▶ [Exercise brief]:
Read the lines of the data below and retrieve those with "DashboardConfig".
Task material below:
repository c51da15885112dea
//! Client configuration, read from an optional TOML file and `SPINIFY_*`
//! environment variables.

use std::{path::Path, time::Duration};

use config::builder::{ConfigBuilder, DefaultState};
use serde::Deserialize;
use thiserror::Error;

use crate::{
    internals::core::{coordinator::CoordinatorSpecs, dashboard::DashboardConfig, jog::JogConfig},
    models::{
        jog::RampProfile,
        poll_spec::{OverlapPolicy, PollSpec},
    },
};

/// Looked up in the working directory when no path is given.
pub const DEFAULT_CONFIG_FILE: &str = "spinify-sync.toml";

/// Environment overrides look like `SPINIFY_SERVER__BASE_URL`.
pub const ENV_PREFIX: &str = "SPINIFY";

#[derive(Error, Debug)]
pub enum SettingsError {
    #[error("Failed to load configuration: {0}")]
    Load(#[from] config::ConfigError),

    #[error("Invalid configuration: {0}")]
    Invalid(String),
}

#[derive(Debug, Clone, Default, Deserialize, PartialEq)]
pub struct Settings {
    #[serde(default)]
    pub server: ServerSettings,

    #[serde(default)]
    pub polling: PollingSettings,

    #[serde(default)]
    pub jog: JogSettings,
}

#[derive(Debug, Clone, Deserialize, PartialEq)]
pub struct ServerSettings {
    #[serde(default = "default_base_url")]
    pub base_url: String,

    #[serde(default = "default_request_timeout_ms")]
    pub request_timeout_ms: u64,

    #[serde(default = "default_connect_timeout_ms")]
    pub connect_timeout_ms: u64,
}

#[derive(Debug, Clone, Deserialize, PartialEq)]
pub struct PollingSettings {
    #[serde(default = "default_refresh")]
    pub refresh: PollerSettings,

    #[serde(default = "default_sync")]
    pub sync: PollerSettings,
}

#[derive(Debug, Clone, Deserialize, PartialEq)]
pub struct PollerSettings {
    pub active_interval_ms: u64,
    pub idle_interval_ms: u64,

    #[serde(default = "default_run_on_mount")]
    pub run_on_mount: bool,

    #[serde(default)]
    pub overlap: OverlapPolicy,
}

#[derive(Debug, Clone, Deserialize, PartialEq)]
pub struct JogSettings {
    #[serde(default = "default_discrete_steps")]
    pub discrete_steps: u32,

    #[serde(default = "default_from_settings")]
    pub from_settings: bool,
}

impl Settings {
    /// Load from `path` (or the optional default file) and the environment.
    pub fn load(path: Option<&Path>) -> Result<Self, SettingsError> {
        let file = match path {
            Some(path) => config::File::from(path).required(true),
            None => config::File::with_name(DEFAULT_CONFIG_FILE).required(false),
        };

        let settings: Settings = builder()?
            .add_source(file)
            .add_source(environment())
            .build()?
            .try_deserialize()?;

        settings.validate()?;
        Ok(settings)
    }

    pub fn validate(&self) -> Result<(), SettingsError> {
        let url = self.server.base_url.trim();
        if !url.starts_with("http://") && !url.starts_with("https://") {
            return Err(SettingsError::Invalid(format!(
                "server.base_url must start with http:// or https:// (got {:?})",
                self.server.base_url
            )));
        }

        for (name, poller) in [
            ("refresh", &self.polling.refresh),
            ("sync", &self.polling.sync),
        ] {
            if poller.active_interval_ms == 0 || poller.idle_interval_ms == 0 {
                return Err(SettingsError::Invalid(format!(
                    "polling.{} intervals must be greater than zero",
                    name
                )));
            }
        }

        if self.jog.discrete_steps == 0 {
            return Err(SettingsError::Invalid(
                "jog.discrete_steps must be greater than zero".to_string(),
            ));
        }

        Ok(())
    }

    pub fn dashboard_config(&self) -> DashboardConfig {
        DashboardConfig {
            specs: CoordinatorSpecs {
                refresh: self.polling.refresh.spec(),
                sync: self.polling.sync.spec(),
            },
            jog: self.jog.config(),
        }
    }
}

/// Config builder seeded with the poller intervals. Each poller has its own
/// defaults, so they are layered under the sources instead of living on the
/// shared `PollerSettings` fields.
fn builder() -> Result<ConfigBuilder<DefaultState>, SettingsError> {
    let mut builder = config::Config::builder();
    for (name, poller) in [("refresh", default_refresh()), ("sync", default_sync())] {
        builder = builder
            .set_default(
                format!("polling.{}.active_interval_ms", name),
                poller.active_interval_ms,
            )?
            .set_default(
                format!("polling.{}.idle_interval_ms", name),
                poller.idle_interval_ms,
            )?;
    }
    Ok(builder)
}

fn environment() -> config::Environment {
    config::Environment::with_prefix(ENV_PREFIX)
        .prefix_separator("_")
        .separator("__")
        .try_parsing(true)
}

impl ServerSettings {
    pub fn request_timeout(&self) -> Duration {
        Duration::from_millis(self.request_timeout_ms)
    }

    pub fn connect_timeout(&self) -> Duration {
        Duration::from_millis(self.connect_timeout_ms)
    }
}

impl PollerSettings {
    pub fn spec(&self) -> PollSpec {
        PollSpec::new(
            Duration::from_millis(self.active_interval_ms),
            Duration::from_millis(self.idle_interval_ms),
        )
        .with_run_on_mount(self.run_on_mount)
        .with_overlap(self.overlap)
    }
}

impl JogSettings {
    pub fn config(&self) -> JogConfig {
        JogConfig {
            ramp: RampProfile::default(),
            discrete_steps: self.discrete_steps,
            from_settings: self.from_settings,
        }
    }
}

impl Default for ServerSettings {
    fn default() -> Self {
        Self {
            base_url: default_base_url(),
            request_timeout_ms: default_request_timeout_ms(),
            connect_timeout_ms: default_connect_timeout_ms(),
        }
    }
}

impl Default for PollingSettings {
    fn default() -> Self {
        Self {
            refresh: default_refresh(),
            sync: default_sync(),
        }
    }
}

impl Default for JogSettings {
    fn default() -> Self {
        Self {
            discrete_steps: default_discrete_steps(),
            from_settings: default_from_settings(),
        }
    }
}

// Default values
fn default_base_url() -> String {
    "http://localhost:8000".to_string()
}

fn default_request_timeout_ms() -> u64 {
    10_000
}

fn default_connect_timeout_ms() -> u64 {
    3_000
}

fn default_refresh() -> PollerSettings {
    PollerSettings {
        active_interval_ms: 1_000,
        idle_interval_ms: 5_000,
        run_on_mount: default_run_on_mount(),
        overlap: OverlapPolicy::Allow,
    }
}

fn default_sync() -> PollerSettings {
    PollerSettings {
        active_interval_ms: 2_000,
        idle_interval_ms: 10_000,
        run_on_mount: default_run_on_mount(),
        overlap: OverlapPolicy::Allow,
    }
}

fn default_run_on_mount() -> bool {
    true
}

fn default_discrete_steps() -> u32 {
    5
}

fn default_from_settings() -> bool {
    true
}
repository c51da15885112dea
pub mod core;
End of Task material.
▶ [Exercise response]:
    internals::core::{coordinator::CoordinatorSpecs, dashboard::DashboardConfig, jog::JogConfig},
    pub fn dashboard_config(&self) -> DashboardConfig {
        DashboardConfig {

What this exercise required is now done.